I'd like to get an estimate on the number of $H$-free graphs, i.e. graphs in which no set of $|V(H)|$ vertices induces a copy of $H$. There are results on this, but I have some problems in interpreting the probabilistic arguments. For simplicity, let $H = K_3$, a triangle.
Let $G$ be a random graph on $n$ vertices in which each edge appears with probability $1/2$.
From this paper, we have that $Pr[G$ is $H$-free$] \leq e^{-c n^3/8}$ for some constant $c$ (see abstract, put $p = 1/2$ and $H = K_3$).
This probability seems very low, and I must be misinterpreting something. Here's my problem.
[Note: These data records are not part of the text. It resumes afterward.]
//! Static carrier exclusion policy.
//!
//! The downstream tracker's registry covers every carrier it can render,
//! most of which can never deliver to this deployment's recipients. Codes
//! listed here are removed from the vocabulary before caching, so neither
//! the classifier nor the resolver ever matches on them.
//!
//! Maintenance: fetch the live carrier map and diff it against these
//! entries. Drop codes the registry no longer serves, and consider adding
//! new codes that are clearly irrelevant for a Canadian recipient
//! (regional last-mile carriers in distant countries, freight/B2B
//! services, non-shipping platforms). Keep international postal services
//! and cross-border shippers — they can carry inbound packages.

/// Code prefixes removed from the vocabulary.
const EXCLUDED_PREFIXES: &[&str] = &[
    "amzl",   // Amazon regional last-mile
    "amship", // Amazon Shipping
];

/// Exact codes removed from the vocabulary.
const EXCLUDED_CODES: &[&str] = &[
    // Food delivery / non-shipping
    "doordash", "pholder",
    // Freight / B2B logistics (not consumer parcels)
    "abf", "ceva", "dachser", "dsv", "geodis", "mscgva", "pilot", "safmar", "sch", "seabour",
    "straight", "pfl", "syncreon",
    // Russia / CIS regional
    "rp", "ems", "edos", "boxb", "shiptor", "fivepost", "dellin", "pec", "energia", "major",
    "blp", "kz", "azer", "moldov", "newp", "ukr",
    // Middle East / Africa regional
    "naqel", "smsa", "saudi", "emirates", "imile", "jordan", "safr", "il",
    // South / SE Asia regional last-mile
    "dtdc", "bluedart", "in", "kerry", "thai", "skynetm", "malpos", "phlpost", "indon",
    "bluecare",
    // Latin America regional
    "oca", "chilex", "colomb", "corm", "estafe", "redpack", "paquet", "serpost", "corurg",
    "corbra", "vasp",
    // Eastern Europe regional last-mile
    "econt", "bolg", "serbia", "hr", "hrpar", "hung", "ceska", "slovak", "slv", "litva", "ee",
    "lv", "cypr", "geniki", "elta", "venipak",
    // Oceania regional last-mile
    "airroad", "star", "fastau", "tntau", "couple", "northline", "allied", "sendle", "coup",
    "fastnz", "pbt", "parcelpnt",
    // Spain / Italy domestic last-mile
    "acs", "asmred", "celeritas", "chrexp", "cor", "envia", "mrw", "nacex", "seur", "tipsac",
    "tourline", "zel", "bartol", "glsit",
    // Malta / Turkey / Pakistan
    "malta", "turk", "pk",
    // UK / Germany heavy goods & niche
    "arrowxl", "dx", "her2mann",
    // Niche air cargo
    "hawai", "koreanair",
];

/// Whether a carrier code is excluded from the cached vocabulary.
pub fn is_excluded(code: &str) -> bool {
    EXCLUDED_PREFIXES.iter().any(|p| code.starts_with(p))
        || EXCLUDED_CODES.contains(&code)
}

/// Whether a carrier is tracked through the recipient's own retailer
/// account rather than this pipeline (Amazon logs deliveries itself).
/// Such deliveries are skipped without calling the submission API.
pub fn is_self_tracked(code: &str) -> bool {
    code == "amazon" || code.starts_with("amzl") || code.starts_with("amship")
}

#[cfg(test)]
mod tests {
    use super::*;

    #[test]
    fn excludes_by_prefix() {
        assert!(is_excluded("amzlus"));
        assert!(is_excluded("amzlca"));
        assert!(is_excluded("amship_uk"));
    }

    #[test]
    fn excludes_by_exact_code() {
        assert!(is_excluded("doordash"));
        assert!(is_excluded("seur"));
        assert!(!is_excluded("ups"));
        assert!(!is_excluded("cp"));
    }

    #[test]
    fn exact_codes_do_not_match_as_prefixes() {
        // "in" (India Post) must not drag down "intelc" (Intelcom)
        assert!(is_excluded("in"));
        assert!(!is_excluded("intelc"));
    }

    #[test]
    fn self_tracked_is_amazon_only() {
        assert!(is_self_tracked("amazon"));
        assert!(is_self_tracked("amzlus"));
        assert!(!is_self_tracked("ups"));
        assert!(!is_self_tracked("uniuni"));
    }
}
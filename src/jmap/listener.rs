//! Push listener — long-lived event stream over the JMAP event source.
//!
//! The server emits `state` events whenever a data type changes for an
//! account; the listener invokes the change callback once per account
//! whose changes include Email. Transient failures reconnect after a
//! short delay; only an authentication error tears the listener down.

use std::collections::BTreeMap;
use std::sync::Arc;
use std::sync::atomic::{AtomicBool, Ordering};
use std::time::Duration;

use futures::StreamExt;
use serde::Deserialize;
use tokio::task::JoinHandle;
use tracing::{debug, error, info, warn};

use crate::jmap::client::JmapClient;

/// Delay before reconnecting after a dropped or failed stream.
const RECONNECT_DELAY: Duration = Duration::from_secs(5);

/// Consecutive-error thresholds for log escalation.
const WARN_AFTER: u32 = 3;
const ERROR_AFTER: u32 = 10;

/// Handle to a running listener. `close()` is idempotent.
pub struct ListenerHandle {
    closed: Arc<AtomicBool>,
    task: JoinHandle<()>,
}

impl ListenerHandle {
    pub fn close(&self) {
        if !self.closed.swap(true, Ordering::SeqCst) {
            self.task.abort();
            info!("Event listener closed");
        }
    }
}

/// Spawn the push listener. `on_change` is invoked with the account id
/// for every Email state change; it must not block (spawn work instead).
pub fn spawn_listener<F>(client: Arc<JmapClient>, on_change: F) -> ListenerHandle
where
    F: Fn(&str) + Send + Sync + 'static,
{
    let closed = Arc::new(AtomicBool::new(false));
    let closed_flag = Arc::clone(&closed);

    let url = client.event_stream_url();
    let http = client.http().clone();
    let auth = client.auth_header();

    let task = tokio::spawn(async move {
        let mut consecutive_errors: u32 = 0;

        loop {
            if closed_flag.load(Ordering::SeqCst) {
                return;
            }

            match open_stream(&http, &url, &auth).await {
                Ok(response) => {
                    consecutive_errors = 0;
                    info!("Event stream connected");

                    let mut parser = SseParser::new();
                    let mut stream = response.bytes_stream();
                    let mut stream_error: Option<String> = None;

                    while let Some(chunk) = stream.next().await {
                        match chunk {
                            Ok(bytes) => {
                                for event in parser.push(&bytes) {
                                    if event.name != "state" {
                                        continue;
                                    }
                                    match changed_accounts(&event.data) {
                                        Ok(accounts) => {
                                            consecutive_errors = 0;
                                            for account in accounts {
                                                debug!(account_id = %account, "Email state change");
                                                on_change(&account);
                                            }
                                        }
                                        Err(e) => {
                                            warn!(error = %e, "Discarding malformed state event");
                                        }
                                    }
                                }
                            }
                            Err(e) => {
                                stream_error = Some(e.to_string());
                                break;
                            }
                        }
                    }

                    consecutive_errors += 1;
                    log_listener_error(
                        consecutive_errors,
                        &stream_error.unwrap_or_else(|| "stream ended".into()),
                    );
                }
                Err(OpenError::Auth(status)) => {
                    error!(status, "Event stream auth error, closing connection");
                    return;
                }
                Err(OpenError::Transient(message)) => {
                    consecutive_errors += 1;
                    log_listener_error(consecutive_errors, &message);
                }
            }

            tokio::time::sleep(RECONNECT_DELAY).await;
        }
    });

    ListenerHandle { closed, task }
}

enum OpenError {
    Auth(u16),
    Transient(String),
}

async fn open_stream(
    http: &reqwest::Client,
    url: &str,
    auth: &str,
) -> Result<reqwest::Response, OpenError> {
    // No request timeout: the stream stays open until the server or the
    // handle closes it; the server's ping interval keeps it alive.
    let response = http
        .get(url)
        .header(reqwest::header::ACCEPT, "text/event-stream")
        .header(reqwest::header::AUTHORIZATION, auth)
        .send()
        .await
        .map_err(|e| OpenError::Transient(e.to_string()))?;

    let status = response.status().as_u16();
    match status {
        401 | 403 => Err(OpenError::Auth(status)),
        _ if !response.status().is_success() => {
            Err(OpenError::Transient(format!("HTTP {status}")))
        }
        _ => Ok(response),
    }
}

fn log_listener_error(consecutive: u32, message: &str) {
    if consecutive >= ERROR_AFTER {
        error!(consecutive, "Event stream error: {message}");
    } else if consecutive >= WARN_AFTER {
        warn!(consecutive, "Event stream error: {message}");
    } else {
        debug!(consecutive, "Event stream error: {message}");
    }
}

/// A state-change push payload: account id -> (type name -> new state).
#[derive(Debug, Deserialize)]
struct StateChange {
    changed: BTreeMap<String, BTreeMap<String, serde_json::Value>>,
}

/// Accounts whose changes include the Email type.
fn changed_accounts(data: &str) -> Result<Vec<String>, serde_json::Error> {
    let change: StateChange = serde_json::from_str(data)?;
    Ok(change
        .changed
        .into_iter()
        .filter(|(_, types)| types.contains_key("Email"))
        .map(|(account, _)| account)
        .collect())
}

// ── SSE framing ─────────────────────────────────────────────────────

/// One server-sent event.
#[derive(Debug, Clone, PartialEq)]
struct SseEvent {
    name: String,
    data: String,
}

/// Incremental `text/event-stream` parser. Handles events split across
/// chunk boundaries; comment lines (leading `:`) are keepalive pings.
struct SseParser {
    buf: Vec<u8>,
    event_name: String,
    data_lines: Vec<String>,
}

impl SseParser {
    fn new() -> Self {
        Self {
            buf: Vec::new(),
            event_name: String::new(),
            data_lines: Vec::new(),
        }
    }

    /// Feed a chunk; returns every event completed by it.
    fn push(&mut self, chunk: &[u8]) -> Vec<SseEvent> {
        self.buf.extend_from_slice(chunk);
        let mut events = Vec::new();

        while let Some(pos) = self.buf.iter().position(|&b| b == b'\n') {
            let line_bytes: Vec<u8> = self.buf.drain(..=pos).collect();
            let line = String::from_utf8_lossy(&line_bytes);
            let line = line.trim_end_matches(['\n', '\r']);

            if line.is_empty() {
                if let Some(event) = self.dispatch() {
                    events.push(event);
                }
            } else if let Some(rest) = line.strip_prefix(':') {
                debug!(comment = rest.trim(), "Event stream keepalive");
            } else if let Some(value) = field_value(line, "event") {
                self.event_name = value.to_string();
            } else if let Some(value) = field_value(line, "data") {
                self.data_lines.push(value.to_string());
            }
            // Other fields (id, retry) are irrelevant here.
        }

        events
    }

    fn dispatch(&mut self) -> Option<SseEvent> {
        if self.data_lines.is_empty() && self.event_name.is_empty() {
            return None;
        }
        let event = SseEvent {
            name: if self.event_name.is_empty() {
                "message".to_string()
            } else {
                std::mem::take(&mut self.event_name)
            },
            data: self.data_lines.join("\n"),
        };
        self.event_name.clear();
        self.data_lines.clear();
        Some(event)
    }
}

/// `field: value` with the optional single leading space stripped.
fn field_value<'a>(line: &'a str, field: &str) -> Option<&'a str> {
    let rest = line.strip_prefix(field)?;
    let rest = rest.strip_prefix(':')?;
    Some(rest.strip_prefix(' ').unwrap_or(rest))
}

#[cfg(test)]
mod tests {
    use super::*;

    #[test]
    fn parses_single_event() {
        let mut parser = SseParser::new();
        let events = parser.push(b"event: state\ndata: {\"changed\":{}}\n\n");
        assert_eq!(events.len(), 1);
        assert_eq!(events[0].name, "state");
        assert_eq!(events[0].data, "{\"changed\":{}}");
    }

    #[test]
    fn handles_events_split_across_chunks() {
        let mut parser = SseParser::new();
        assert!(parser.push(b"event: sta").is_empty());
        assert!(parser.push(b"te\ndata: {\"changed\"").is_empty());
        let events = parser.push(b":{}}\n\n");
        assert_eq!(events.len(), 1);
        assert_eq!(events[0].name, "state");
    }

    #[test]
    fn joins_multi_line_data() {
        let mut parser = SseParser::new();
        let events = parser.push(b"data: one\ndata: two\n\n");
        assert_eq!(events[0].data, "one\ntwo");
        assert_eq!(events[0].name, "message");
    }

    #[test]
    fn ignores_comment_lines() {
        let mut parser = SseParser::new();
        assert!(parser.push(b": ping\n\n").is_empty());
    }

    #[test]
    fn strips_carriage_returns() {
        let mut parser = SseParser::new();
        let events = parser.push(b"event: state\r\ndata: {}\r\n\r\n");
        assert_eq!(events.len(), 1);
        assert_eq!(events[0].data, "{}");
    }

    #[test]
    fn changed_accounts_filters_on_email_type() {
        let data = r#"{"changed": {
            "acc1": {"Email": "s12", "Mailbox": "s4"},
            "acc2": {"Mailbox": "s9"}
        }}"#;
        assert_eq!(changed_accounts(data).unwrap(), vec!["acc1".to_string()]);
    }

    #[test]
    fn changed_accounts_rejects_malformed_payload() {
        assert!(changed_accounts("not json").is_err());
        assert!(changed_accounts(r#"{"other": 1}"#).is_err());
    }

    #[test]
    fn changed_accounts_multiple_accounts() {
        let data = r#"{"changed": {
            "a": {"Email": "s1"},
            "b": {"Email": "s2"}
        }}"#;
        let accounts = changed_accounts(data).unwrap();
        assert_eq!(accounts, vec!["a".to_string(), "b".to_string()]);
    }
}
Let $f(n)$ be the number of $H$-free graphs on $n$ vertices. Then since $G$ is equally likely to be any graph on $n$ vertices, $$Pr[G\mbox{ is }H\mbox{-free}] = f(n)/2^{{n \choose 2}}$$
i.e. the number of $H$-free graphs divided by the total number of graphs.
But
$$ f(n)/2^{{n \choose 2}} = Pr[G\mbox{ is }H\mbox{-free}] \leq e^{-c n^3/8} $$
implies
$$ f(n) \leq 2^{n \choose 2}e^{-c n^3/8} < 1 $$
for large enough $n$.
Hence there are no triangle-free graphs.
Where is the mistake?
The mistake occurs in the application of their theorem. You are right that any probability below $\frac{1}{2^{{n \choose 2}}}$ must be zero. But per their abstract, $M=n^2 p$ rather than $m=n^3 p^3$.